Revealing the ultra-sensitive calorimetric properties of
supercon-ducting magic-angle twisted bilayer graphene
- URL: http://arxiv.org/abs/2111.08735v1
- Date: Tue, 16 Nov 2021 19:13:20 GMT
- Title: Revealing the ultra-sensitive calorimetric properties of
supercon-ducting magic-angle twisted bilayer graphene
- Authors: G. Di Battista, P. Seifert, K. Watanabe, T. Taniguchi, K.C. Fong, A.
Principi and D. K. Efetov
- Abstract summary: superconducting phase of magic-angle twisted bilayer graphene (MATBG)1 has been predicted to possess extraordinary thermal properties.
We reveal the ultra-sensitive calorimetric properties of a superconducting MATBG device, by monitoring its temperature dependent critical current Ic.

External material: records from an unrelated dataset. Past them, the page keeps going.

//! MCP method names and message payloads.

use serde::{Deserialize, Serialize};
use serde_json::Value;

/// Protocol version we ask for during the handshake.
pub const LATEST_PROTOCOL_VERSION: &str = "2025-03-26";

/// Protocol versions we can talk, newest first.
pub const SUPPORTED_PROTOCOL_VERSIONS: &[&str] = &["2025-03-26", "2024-11-05"];

pub const METHOD_INITIALIZE: &str = "initialize";
pub const METHOD_PING: &str = "ping";
pub const METHOD_TOOLS_LIST: &str = "tools/list";
pub const METHOD_TOOLS_CALL: &str = "tools/call";
pub const NOTIFICATION_INITIALIZED: &str = "notifications/initialized";
pub const NOTIFICATION_CANCELLED: &str = "notifications/cancelled";
pub const NOTIFICATION_TOOLS_LIST_CHANGED: &str = "notifications/tools/list_changed";

/// Name and version of a protocol peer.
#[derive(Debug, Clone, PartialEq, Serialize, Deserialize)]
pub struct Implementation {
    pub name: String,
    #[serde(default)]
    pub version: String,
}

/// Capabilities a server advertises in its `initialize` result.
///
/// Kept as the raw capability map so unknown capabilities survive; a
/// capability is present when its key exists with a non-null value.
#[derive(Debug, Clone, Default, PartialEq, Serialize, Deserialize)]
#[serde(transparent)]
pub struct ServerCapabilities(pub serde_json::Map<String, Value>);

impl ServerCapabilities {
    pub fn has(&self, name: &str) -> bool {
        self.0.get(name).is_some_and(|v| !v.is_null())
    }

    /// Whether the server promises `notifications/tools/list_changed`.
    pub fn tools_list_changed(&self) -> bool {
        self.0
            .get("tools")
            .and_then(|t| t.get("listChanged"))
            .and_then(Value::as_bool)
            .unwrap_or(false)
    }

    pub fn names(&self) -> impl Iterator<Item = &str> {
        self.0.iter().filter(|(_, v)| !v.is_null()).map(|(k, _)| k.as_str())
    }
}

/// Result of the `initialize` request.
#[derive(Debug, Clone, Deserialize)]
pub struct InitializeResult {
    #[serde(rename = "protocolVersion")]
    pub protocol_version: String,
    #[serde(default)]
    pub capabilities: ServerCapabilities,
    #[serde(rename = "serverInfo")]
    pub server_info: Implementation,
    #[serde(default)]
    pub instructions: Option<String>,
}

/// Result of `tools/list`.
#[derive(Debug, Clone, Deserialize)]
pub struct ListToolsResult {
    pub tools: Vec<ToolEntry>,
    #[serde(default, rename = "nextCursor")]
    pub next_cursor: Option<String>,
}

/// One tool as the server describes it.
#[derive(Debug, Clone, Deserialize)]
pub struct ToolEntry {
    pub name: String,
    #[serde(default)]
    pub title: Option<String>,
    #[serde(default)]
    pub description: Option<String>,
    #[serde(default = "default_schema", rename = "inputSchema")]
    pub input_schema: Value,
    #[serde(default, rename = "outputSchema")]
    pub output_schema: Option<Value>,
    #[serde(default)]
    pub annotations: Option<ToolAnnotations>,
}

fn default_schema() -> Value {
    serde_json::json!({"type": "object", "properties": {}})
}

/// Behavioural hints a server attaches to a tool.
#[derive(Debug, Clone, Default, PartialEq, Serialize, Deserialize)]
pub struct ToolAnnotations {
    #[serde(default)]
    pub title: Option<String>,
    #[serde(default, rename = "readOnlyHint")]
    pub read_only_hint: Option<bool>,
    #[serde(default, rename = "destructiveHint")]
    pub destructive_hint: Option<bool>,
    #[serde(default, rename = "idempotentHint")]
    pub idempotent_hint: Option<bool>,
    #[serde(default, rename = "openWorldHint")]
    pub open_world_hint: Option<bool>,
}

/// Result of `tools/call`.
#[derive(Debug, Clone, Deserialize)]
pub struct CallToolResult {
    #[serde(default)]
    pub content: Vec<ContentItem>,
    #[serde(default, rename = "structuredContent")]
    pub structured_content: Option<Value>,
    #[serde(default, rename = "isError")]
    pub is_error: bool,
}

/// A content item in a tool result.
#[derive(Debug, Clone, PartialEq, Serialize, Deserialize)]
#[serde(tag = "type", rename_all = "camelCase")]
pub enum ContentItem {
    Text {
        text: String,
    },
    Image {
        data: String,
        #[serde(rename = "mimeType")]
        mime_type: String,
    },
    Audio {
        data: String,
        #[serde(rename = "mimeType")]
        mime_type: String,
    },
    Resource {
        resource: EmbeddedResource,
    },
    #[serde(rename = "resource_link")]
    ResourceLink {
        uri: String,
        #[serde(default)]
        name: Option<String>,
        #[serde(default, rename = "mimeType")]
        mime_type: Option<String>,
    },
    #[serde(other)]
    Unsupported,
}

/// Resource contents embedded in a tool result.
#[derive(Debug, Clone, PartialEq, Serialize, Deserialize)]
pub struct EmbeddedResource {
    pub uri: String,
    #[serde(default, rename = "mimeType", skip_serializing_if = "Option::is_none")]
    pub mime_type: Option<String>,
    #[serde(default, skip_serializing_if = "Option::is_none")]
    pub text: Option<String>,
    #[serde(default, skip_serializing_if = "Option::is_none")]
    pub blob: Option<String>,
}

/// Join the text carried by a list of content items.
pub fn content_text(content: &[ContentItem]) -> String {
    content
        .iter()
        .filter_map(|c| match c {
            ContentItem::Text { text } => Some(text.as_str()),
            ContentItem::Resource { resource } => resource.text.as_deref(),
            _ => None,
        })
        .collect::<Vec<_>>()
        .join("\n")
}
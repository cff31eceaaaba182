//! Framed message transports for MCP sessions.
//!
//! A transport moves whole JSON-RPC frames. [`StdioTransport`] spawns a child
//! process and speaks newline-delimited JSON over its stdin/stdout;
//! [`ChannelTransport`] connects two in-process endpoints.

use crate::error::McpError;
use std::collections::HashMap;
use std::future::Future;
use std::pin::Pin;
use std::process::Stdio;
use std::sync::{Mutex, PoisonError};
use std::time::Duration;
use tokio::io::{AsyncBufReadExt, AsyncWriteExt, BufReader};
use tokio::process::{Child, Command};
use tokio::sync::mpsc;
use tokio::task::JoinHandle;

/// Boxed future returned by [`Transport`] methods.
pub type TransportFuture<'a, T> = Pin<Box<dyn Future<Output = T> + Send + 'a>>;

/// How long a server gets to exit after its stdin closes.
const GRACEFUL_EXIT: Duration = Duration::from_secs(5);

/// Capacity of the outgoing and incoming frame queues.
const FRAME_QUEUE: usize = 64;

/// A bidirectional stream of framed messages.
///
/// `receive` is only ever driven by one task at a time (the session reader);
/// `send` may be called concurrently.
pub trait Transport: Send + Sync {
    /// Deliver one frame to the peer.
    fn send(&self, frame: String) -> TransportFuture<'_, Result<(), McpError>>;

    /// Next frame from the peer, or `None` once the connection has ended.
    fn receive(&self) -> TransportFuture<'_, Option<String>>;

    /// Tear down the connection. Safe to call more than once.
    fn close(&self) -> TransportFuture<'_, ()>;
}

/// Async stdio transport for communicating with an MCP server process.
pub struct StdioTransport {
    label: String,
    write_tx: Mutex<Option<mpsc::Sender<String>>>,
    lines: tokio::sync::Mutex<mpsc::Receiver<String>>,
    child: tokio::sync::Mutex<Option<Child>>,
    tasks: Vec<JoinHandle<()>>,
}

impl StdioTransport {
    /// Spawn a child process and start background reader/writer tasks.
    pub fn spawn(
        command: &str,
        args: &[String],
        env: &HashMap<String, String>,
    ) -> Result<Self, McpError> {
        let mut cmd = Command::new(command);
        cmd.args(args)
            .envs(env)
            .stdin(Stdio::piped())
            .stdout(Stdio::piped())
            .stderr(Stdio::piped())
            .kill_on_drop(true);

        let mut child = cmd.spawn().map_err(|e| McpError::SpawnFailed {
            name: command.to_string(),
            source: e,
        })?;

        let (Some(stdin), Some(stdout)) = (child.stdin.take(), child.stdout.take()) else {
            return Err(McpError::Protocol(format!(
                "'{command}' was spawned without piped stdio"
            )));
        };
        let stderr = child.stderr.take();

        // Writer task: drains channel and writes to child stdin
        let (write_tx, mut write_rx) = mpsc::channel::<String>(FRAME_QUEUE);
        let writer = tokio::spawn(async move {
            let mut stdin = stdin;
            while let Some(msg) = write_rx.recv().await {
                if stdin.write_all(msg.as_bytes()).await.is_err() {
                    break;
                }
                if stdin.write_all(b"\n").await.is_err() {
                    break;
                }
                if stdin.flush().await.is_err() {
                    break;
                }
            }
        });

        // Reader task: splits stdout into frames; ends the sequence on EOF
        let (line_tx, line_rx) = mpsc::channel::<String>(FRAME_QUEUE);
        let reader = tokio::spawn(async move {
            let mut lines = BufReader::new(stdout).lines();
            while let Ok(Some(line)) = lines.next_line().await {
                if line.trim().is_empty() {
                    continue;
                }
                if line_tx.send(line).await.is_err() {
                    break;
                }
            }
        });

        let mut tasks = vec![writer, reader];

        // Server diagnostics go to the log, never to the protocol stream
        if let Some(stderr) = stderr {
            let label = command.to_string();
            tasks.push(tokio::spawn(async move {
                let mut lines = BufReader::new(stderr).lines();
                while let Ok(Some(line)) = lines.next_line().await {
                    tracing::debug!(server = %label, "stderr: {line}");
                }
            }));
        }

        Ok(Self {
            label: command.to_string(),
            write_tx: Mutex::new(Some(write_tx)),
            lines: tokio::sync::Mutex::new(line_rx),
            child: tokio::sync::Mutex::new(Some(child)),
            tasks,
        })
    }

    fn writer(&self) -> Option<mpsc::Sender<String>> {
        self.write_tx
            .lock()
            .unwrap_or_else(PoisonError::into_inner)
            .clone()
    }
}

impl Transport for StdioTransport {
    fn send(&self, frame: String) -> TransportFuture<'_, Result<(), McpError>> {
        Box::pin(async move {
            let lost = || McpError::ConnectionLost {
                server: self.label.clone(),
            };
            let tx = self.writer().ok_or_else(lost)?;
            tx.send(frame).await.map_err(|_| lost())
        })
    }

    fn receive(&self) -> TransportFuture<'_, Option<String>> {
        Box::pin(async move { self.lines.lock().await.recv().await })
    }

    /// Drop the write channel, give the child a grace period, then kill it.
    fn close(&self) -> TransportFuture<'_, ()> {
        Box::pin(async move {
            // EOF on the child's stdin
            self.write_tx
                .lock()
                .unwrap_or_else(PoisonError::into_inner)
                .take();

            if let Some(mut child) = self.child.lock().await.take() {
                let graceful = tokio::time::timeout(GRACEFUL_EXIT, child.wait()).await;
                if graceful.is_err() {
                    tracing::debug!(server = %self.label, "MCP server did not exit, killing it");
                    let _ = child.kill().await;
                }
            }

            for task in &self.tasks {
                task.abort();
            }
        })
    }
}

impl Drop for StdioTransport {
    fn drop(&mut self) {
        for task in &self.tasks {
            task.abort();
        }
    }
}

/// One end of an in-process transport pair.
pub struct ChannelTransport {
    tx: Mutex<Option<mpsc::Sender<String>>>,
    rx: tokio::sync::Mutex<mpsc::Receiver<String>>,
}

impl ChannelTransport {
    /// Two connected endpoints: frames sent on one are received on the other.
    pub fn pair() -> (Self, Self) {
        let (a_tx, a_rx) = mpsc::channel(FRAME_QUEUE);
        let (b_tx, b_rx) = mpsc::channel(FRAME_QUEUE);
        (
            Self {
                tx: Mutex::new(Some(a_tx)),
                rx: tokio::sync::Mutex::new(b_rx),
            },
            Self {
                tx: Mutex::new(Some(b_tx)),
                rx: tokio::sync::Mutex::new(a_rx),
            },
        )
    }
}

impl Transport for ChannelTransport {
    fn send(&self, frame: String) -> TransportFuture<'_, Result<(), McpError>> {
        Box::pin(async move {
            let lost = || McpError::ConnectionLost {
                server: "channel".to_string(),
            };
            let tx = self
                .tx
                .lock()
                .unwrap_or_else(PoisonError::into_inner)
                .clone()
                .ok_or_else(lost)?;
            tx.send(frame).await.map_err(|_| lost())
        })
    }

    fn receive(&self) -> TransportFuture<'_, Option<String>> {
        Box::pin(async move { self.rx.lock().await.recv().await })
    }

    fn close(&self) -> TransportFuture<'_, ()> {
        Box::pin(async move {
            self.tx.lock().unwrap_or_else(PoisonError::into_inner).take();
            // A reader parked in `receive` holds the lock; it will see the
            // peer's end of stream instead.
            if let Ok(mut rx) = self.rx.try_lock() {
                rx.close();
            }
        })
    }
}

#[cfg(test)]
mod tests {
    use super::*;

    #[tokio::test]
    async fn spawn_echo_process() {
        // Use `cat` as a simple echo process
        let transport = StdioTransport::spawn("cat", &[], &HashMap::new());
        assert!(transport.is_ok());
        transport.unwrap().close().await;
    }

    #[tokio::test]
    async fn spawn_nonexistent_command_fails() {
        let result =
            StdioTransport::spawn("this_command_does_not_exist_xyz123", &[], &HashMap::new());
        match result {
            Err(McpError::SpawnFailed { name, .. }) => {
                assert_eq!(name, "this_command_does_not_exist_xyz123");
            }
            Err(other) => panic!("Expected SpawnFailed, got: {other:?}"),
            Ok(_) => panic!("Expected error, got Ok"),
        }
    }

    #[tokio::test]
    async fn frames_roundtrip_through_cat() {
        let transport = StdioTransport::spawn("cat", &[], &HashMap::new()).unwrap();

        transport
            .send(r#"{"jsonrpc":"2.0","id":1,"method":"ping"}"#.to_string())
            .await
            .unwrap();
        transport.send("second".to_string()).await.unwrap();

        assert_eq!(
            transport.receive().await.as_deref(),
            Some(r#"{"jsonrpc":"2.0","id":1,"method":"ping"}"#)
        );
        assert_eq!(transport.receive().await.as_deref(), Some("second"));

        transport.close().await;
    }

    #[tokio::test]
    async fn receive_ends_when_process_exits() {
        let transport = StdioTransport::spawn("true", &[], &HashMap::new()).unwrap();
        assert_eq!(transport.receive().await, None);
        transport.close().await;
    }

    #[tokio::test]
    async fn send_after_close_is_connection_lost() {
        let transport = StdioTransport::spawn("cat", &[], &HashMap::new()).unwrap();
        transport.close().await;
        // Closing twice is harmless
        transport.close().await;
        match transport.send("late".to_string()).await {
            Err(McpError::ConnectionLost { server }) => assert_eq!(server, "cat"),
            other => panic!("Expected ConnectionLost, got: {other:?}"),
        }
    }

    #[tokio::test]
    async fn close_kills_process_that_ignores_eof() {
        tokio::time::pause();
        // `sleep` never reads stdin, so only the kill path ends it
        let transport =
            StdioTransport::spawn("sleep", &["30".to_string()], &HashMap::new()).unwrap();
        transport.close().await;
        assert_eq!(transport.receive().await, None);
    }

    #[tokio::test]
    async fn channel_pair_delivers_in_order() {
        let (client, server) = ChannelTransport::pair();
        client.send("one".into()).await.unwrap();
        client.send("two".into()).await.unwrap();
        assert_eq!(server.receive().await.as_deref(), Some("one"));
        assert_eq!(server.receive().await.as_deref(), Some("two"));

        server.send("back".into()).await.unwrap();
        assert_eq!(client.receive().await.as_deref(), Some("back"));
    }

    #[tokio::test]
    async fn channel_close_ends_peer_stream() {
        let (client, server) = ChannelTransport::pair();
        server.close().await;
        assert_eq!(client.receive().await, None);
        assert!(matches!(
            client.send("x".into()).await,
            Err(McpError::ConnectionLost { .. })
        ));
        assert!(matches!(
            server.send("x".into()).await,
            Err(McpError::ConnectionLost { .. })
        ));
    }
}
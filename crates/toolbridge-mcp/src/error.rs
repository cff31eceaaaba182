//! Error types for MCP operations.

use crate::session::SessionState;
use thiserror::Error;
use toolbridge_types::ToolError;

/// Errors from MCP server communication.
#[derive(Debug, Error)]
pub enum McpError {
    #[error("Failed to spawn MCP server '{name}': {source}")]
    SpawnFailed {
        name: String,
        source: std::io::Error,
    },

    #[error("Connection to MCP server '{server}' was lost")]
    ConnectionLost { server: String },

    #[error("Handshake with MCP server '{server}' failed: {message}")]
    ProtocolMismatch { server: String, message: String },

    #[error("MCP request '{method}' timed out after {timeout_ms}ms")]
    TimedOut { method: String, timeout_ms: u64 },

    #[error("Unknown tool: {name}")]
    UnknownTool { name: String },

    #[error("Invalid arguments for tool '{tool}' at {path}: {message}")]
    SchemaViolation {
        tool: String,
        path: String,
        message: String,
    },

    #[error("Tool '{tool}' failed: {message}")]
    RemoteInvocation {
        tool: String,
        message: String,
        data: Option<serde_json::Value>,
    },

    #[error("JSON-RPC error from '{server}' (code {code}): {message}")]
    Rpc {
        server: String,
        code: i64,
        message: String,
        data: Option<serde_json::Value>,
    },

    #[error("MCP session '{server}' is {state}")]
    InvalidState { server: String, state: SessionState },

    #[error("MCP protocol error: {0}")]
    Protocol(String),

    #[error("I/O error: {0}")]
    Io(#[from] std::io::Error),

    #[error("JSON error: {0}")]
    Json(#[from] serde_json::Error),
}

impl McpError {
    /// Whether this error means the whole session is unusable, as opposed to
    /// a failure scoped to a single call.
    pub fn is_session_fatal(&self) -> bool {
        matches!(
            self,
            McpError::ConnectionLost { .. }
                | McpError::ProtocolMismatch { .. }
                | McpError::SpawnFailed { .. }
        )
    }
}

impl From<McpError> for ToolError {
    fn from(err: McpError) -> Self {
        match err {
            McpError::UnknownTool { name } => ToolError::UnknownTool { name },
            McpError::SchemaViolation {
                tool,
                path,
                message,
            } => ToolError::InvalidInput {
                tool,
                message: format!("{path}: {message}"),
            },
            McpError::TimedOut { timeout_ms, .. } => ToolError::Timeout { timeout_ms },
            e if e.is_session_fatal() => ToolError::Unavailable(e.to_string()),
            e @ McpError::InvalidState { .. } => ToolError::Unavailable(e.to_string()),
            e => ToolError::ExecutionFailed(e.to_string()),
        }
    }
}

#[cfg(test)]
mod tests {
    use super::*;

    #[test]
    fn session_fatal_classification() {
        assert!(
            McpError::ConnectionLost {
                server: "s".into()
            }
            .is_session_fatal()
        );
        assert!(
            !McpError::TimedOut {
                method: "tools/call".into(),
                timeout_ms: 10
            }
            .is_session_fatal()
        );
        assert!(!McpError::UnknownTool { name: "x".into() }.is_session_fatal());
    }

    #[test]
    fn schema_violation_maps_to_invalid_input() {
        let err: ToolError = McpError::SchemaViolation {
            tool: "echo".into(),
            path: "root.message".into(),
            message: "expected type string, got integer".into(),
        }
        .into();
        match err {
            ToolError::InvalidInput { tool, message } => {
                assert_eq!(tool, "echo");
                assert_eq!(message, "root.message: expected type string, got integer");
            }
            other => panic!("Expected InvalidInput, got: {other:?}"),
        }
    }

    #[test]
    fn connection_lost_maps_to_unavailable() {
        let err: ToolError = McpError::ConnectionLost {
            server: "everything".into(),
        }
        .into();
        assert!(matches!(err, ToolError::Unavailable(_)));
    }

    #[test]
    fn invalid_state_display() {
        let err = McpError::InvalidState {
            server: "everything".into(),
            state: SessionState::Connecting,
        };
        assert_eq!(err.to_string(), "MCP session 'everything' is connecting");
    }
}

This establishes superconducting MATBG as a revolutionizing active material for ultra-sensitive photon-detection applications.
- Score: 0.0
- License: http://creativecommons.org/licenses/by/4.0/
- Abstract: The allegedly unconventional superconducting phase of magic-angle twisted
bilayer graphene (MATBG)1 has been predicted to possess extraordinary thermal
properties, as it is formed from a highly diluted electron ensemble with both a
record-low carrier density n ~ 10^11 cm-2 and electronic heat capacity Ce < 100
kB. While these attributes position MATBG as a ground-breaking material
platform for revolutionary calorimetric applications2, these properties have so
far not been experimentally shown. Here we reveal the ultra-sensitive
calorimetric properties of a superconducting MATBG device, by monitoring its
temperature dependent critical current Ic under continuous laser heating with a
wavelength of 1550nm. From the bolometric effect, we are able to extract the
temperature dependence of the electronic thermal conductance Gth, which
remarkably has a non-zero value Gth = 0.19 pW/K at 35mK and in the low
temperature limit is consistent with a power law dependence, as expected for
nodal superconductors. Photo-voltage measurements on this non-optimized device
reveal a peak responsivity of S = 5.8 x 10^7 V/W when the device is biased
close to Ic, with a noise-equivalent power of NEP = 5.5 x 10^-16 WHz^-1/2.
Analysis of the intrinsic perfor-mance shows that a theoretically achievable
limit is defined by thermal fluctuations and can be as low as NEPTEF < 10^-20
WHz-1/2, with operation speeds as fast as ~ 500 ns. This establishes
superconducting MATBG as a revolutionizing active material for ultra-sensitive
photon-detection applications, which could enable currently unavailable
technologies such as THz photon-number-resolving single-photon-detectors.